Task description: Your response must be the entire set of entries, reproduced word for word.

The records:
◇ ◇ ◇ ◇ ◇

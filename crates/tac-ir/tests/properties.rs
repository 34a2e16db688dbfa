#![cfg(test)]
#![allow(clippy::unwrap_used)]

mod bits;

use bits::programs::*;
use proptest::prelude::*;
use tac_ir::{
    Binary, BinaryOp, Binding, Emulator, Program, Statement, SubId, Type, Unary, UnaryOp, Value,
};

/// `expr op(a, b) = a <op> b` over two ints.
fn binary_expr(program: &mut Program, op: BinaryOp) -> SubId {
    let (out, lhs, rhs) = op.signature();
    let input = Type::tuple(vec![lhs.clone(), rhs.clone()]).unwrap();
    let id = declare(program, op.mnemonic(), input, out.clone()).unwrap();
    let a = Binding::parameter("a", lhs);
    let b = Binding::parameter("b", rhs);
    let r = Binding::immutable("r", out);
    let sub = sub_mut(program, id).unwrap();
    sub.set_expr(true);
    sub.set_params(vec![a.clone(), b.clone()]);
    sub.set_statements(
        sub.entry(),
        vec![
            Binary {
                op,
                dst: r.clone(),
                lhs: a.into(),
                rhs: b.into(),
            }
            .into(),
            Statement::ret(r),
        ],
    )
    .unwrap();
    id
}

fn int_op() -> impl Strategy<Value = BinaryOp> {
    prop::sample::select(
        BinaryOp::ALL
            .iter()
            .copied()
            .filter(|op| op.signature().1 == Type::int())
            .collect::<Vec<_>>(),
    )
}

fn int_unary_op() -> impl Strategy<Value = UnaryOp> {
    prop::sample::select(
        UnaryOp::ALL
            .iter()
            .copied()
            .filter(|op| op.signature().1 == Type::int())
            .collect::<Vec<_>>(),
    )
}

proptest! {
    #[test]
    fn proptest_precomputed_calls_match_runtime(op in int_op(), a in any::<i32>(), b in any::<i32>()) {
        let mut program = Program::new();
        let callee = binary_expr(&mut program, op);
        let arg = Value::tuple(vec![Value::Int(a), Value::Int(b)]);
        let main = caller(&mut program, "main", callee, arg).unwrap();

        let runtime = Emulator::new(&program).call(main, Value::Unit);
        program.optimize(main).unwrap();
        let statements = program.get(main).unwrap().entry_block().statements().to_vec();
        match runtime {
            Ok(value) => {
                prop_assert_eq!(statements, vec![Statement::ret(value)]);
            }
            Err(_) => {
                // The failure is left for runtime.
                prop_assert!(matches!(statements.as_slice(), [Statement::TailCall(_)]));
                prop_assert!(Emulator::new(&program).call(main, Value::Unit).is_err());
            }
        }
    }

    #[test]
    fn proptest_unary_folding_matches_eval(op in int_unary_op(), x in any::<i32>()) {
        let program = Program::new();
        let (out, _) = op.signature();
        let stmt = Statement::from(Unary {
            op,
            dst: Binding::immutable("d", out),
            src: Value::Int(x),
        });
        let folded = stmt.unfold_constants(&program, None).into_owned();
        let Statement::Move(m) = folded else {
            return Err(TestCaseError::fail("unary op on a literal did not fold"));
        };
        prop_assert_eq!(m.src, op.eval(&Value::Int(x)).unwrap());
    }

    #[test]
    fn proptest_optimize_preserves_results(x in any::<i32>(), n in 0i32..200) {
        let mut program = Program::new();
        let poly = poly(&mut program).unwrap();
        let sum = recursive_sum(&mut program).unwrap();
        let sum_arg = Value::tuple(vec![Value::Int(n), Value::Int(x)]);

        let before = program.clone();
        program.optimize_all().unwrap();
        for (id, arg) in [(poly, Value::Int(x)), (sum, sum_arg)] {
            let want = Emulator::new(&before).call(id, arg.clone()).unwrap();
            let got = Emulator::new(&program).call(id, arg).unwrap();
            prop_assert_eq!(want, got);
        }
    }
}
use std::{cell::RefCell, rc::Rc};

use tac_ir::{EmulatorError, Externs, Value};

/// One extern invocation.
pub type ExternCall = (String, Vec<Value>);

/// Host functions that log every call they receive.
#[derive(Clone, Debug, Default)]
pub struct Recorder {
    calls: Rc<RefCell<Vec<ExternCall>>>,
}

impl Recorder {
    pub fn new() -> Self {
        Self::default()
    }

    /// `print_str` and `print_int`, both returning unit.
    pub fn externs(&self) -> Externs {
        let mut externs = Externs::new();
        for name in ["print_str", "print_int"] {
            let calls = Rc::clone(&self.calls);
            externs.register(name, move |args| {
                calls.borrow_mut().push((name.to_owned(), args.to_vec()));
                match args {
                    [_] => Ok(Value::Unit),
                    _ => Err(EmulatorError::extern_failed(name, "expected one argument")),
                }
            });
        }
        externs
    }

    pub fn take(&self) -> Vec<ExternCall> {
        self.calls.take()
    }
}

◇ ◇ ◇ ◇ ◇

Task answer:
filename crates/tac-ir/tests/properties.rs
repository 34a2e16db688dbfa
#![cfg(test)]
#![allow(clippy::unwrap_used)]

mod bits;

use bits::programs::*;
use proptest::prelude::*;
use tac_ir::{
    Binary, BinaryOp, Binding, Emulator, Program, Statement, SubId, Type, Unary, UnaryOp, Value,
};

/// `expr op(a, b) = a <op> b` over two ints.
fn binary_expr(program: &mut Program, op: BinaryOp) -> SubId {
    let (out, lhs, rhs) = op.signature();
    let input = Type::tuple(vec![lhs.clone(), rhs.clone()]).unwrap();
    let id = declare(program, op.mnemonic(), input, out.clone()).unwrap();
    let a = Binding::parameter("a", lhs);
    let b = Binding::parameter("b", rhs);
    let r = Binding::immutable("r", out);
    let sub = sub_mut(program, id).unwrap();
    sub.set_expr(true);
    sub.set_params(vec![a.clone(), b.clone()]);
    sub.set_statements(
        sub.entry(),
        vec![
            Binary {
                op,
                dst: r.clone(),
                lhs: a.into(),
                rhs: b.into(),
            }
            .into(),
            Statement::ret(r),
        ],
    )
    .unwrap();
    id
}

fn int_op() -> impl Strategy<Value = BinaryOp> {
    prop::sample::select(
        BinaryOp::ALL
            .iter()
            .copied()
            .filter(|op| op.signature().1 == Type::int())
            .collect::<Vec<_>>(),
    )
}

fn int_unary_op() -> impl Strategy<Value = UnaryOp> {
    prop::sample::select(
        UnaryOp::ALL
            .iter()
            .copied()
            .filter(|op| op.signature().1 == Type::int())
            .collect::<Vec<_>>(),
    )
}

proptest! {
    #[test]
    fn proptest_precomputed_calls_match_runtime(op in int_op(), a in any::<i32>(), b in any::<i32>()) {
        let mut program = Program::new();
        let callee = binary_expr(&mut program, op);
        let arg = Value::tuple(vec![Value::Int(a), Value::Int(b)]);
        let main = caller(&mut program, "main", callee, arg).unwrap();

        let runtime = Emulator::new(&program).call(main, Value::Unit);
        program.optimize(main).unwrap();
        let statements = program.get(main).unwrap().entry_block().statements().to_vec();
        match runtime {
            Ok(value) => {
                prop_assert_eq!(statements, vec![Statement::ret(value)]);
            }
            Err(_) => {
                // The failure is left for runtime.
                prop_assert!(matches!(statements.as_slice(), [Statement::TailCall(_)]));
                prop_assert!(Emulator::new(&program).call(main, Value::Unit).is_err());
            }
        }
    }

    #[test]
    fn proptest_unary_folding_matches_eval(op in int_unary_op(), x in any::<i32>()) {
        let program = Program::new();
        let (out, _) = op.signature();
        let stmt = Statement::from(Unary {
            op,
            dst: Binding::immutable("d", out),
            src: Value::Int(x),
        });
        let folded = stmt.unfold_constants(&program, None).into_owned();
        let Statement::Move(m) = folded else {
            return Err(TestCaseError::fail("unary op on a literal did not fold"));
        };
        prop_assert_eq!(m.src, op.eval(&Value::Int(x)).unwrap());
    }

    #[test]
    fn proptest_optimize_preserves_results(x in any::<i32>(), n in 0i32..200) {
        let mut program = Program::new();
        let poly = poly(&mut program).unwrap();
        let sum = recursive_sum(&mut program).unwrap();
        let sum_arg = Value::tuple(vec![Value::Int(n), Value::Int(x)]);

        let before = program.clone();
        program.optimize_all().unwrap();
        for (id, arg) in [(poly, Value::Int(x)), (sum, sum_arg)] {
            let want = Emulator::new(&before).call(id, arg.clone()).unwrap();
            let got = Emulator::new(&program).call(id, arg).unwrap();
            prop_assert_eq!(want, got);
        }
    }
}
use std::{cell::RefCell, rc::Rc};

use tac_ir::{EmulatorError, Externs, Value};

/// One extern invocation.
pub type ExternCall = (String, Vec<Value>);

/// Host functions that log every call they receive.
#[derive(Clone, Debug, Default)]
pub struct Recorder {
    calls: Rc<RefCell<Vec<ExternCall>>>,
}

impl Recorder {
    pub fn new() -> Self {
        Self::default()
    }

    /// `print_str` and `print_int`, both returning unit.
    pub fn externs(&self) -> Externs {
        let mut externs = Externs::new();
        for name in ["print_str", "print_int"] {
            let calls = Rc::clone(&self.calls);
            externs.register(name, move |args| {
                calls.borrow_mut().push((name.to_owned(), args.to_vec()));
                match args {
                    [_] => Ok(Value::Unit),
                    _ => Err(EmulatorError::extern_failed(name, "expected one argument")),
                }
            });
        }
        externs
    }

    pub fn take(&self) -> Vec<ExternCall> {
        self.calls.take()
    }
}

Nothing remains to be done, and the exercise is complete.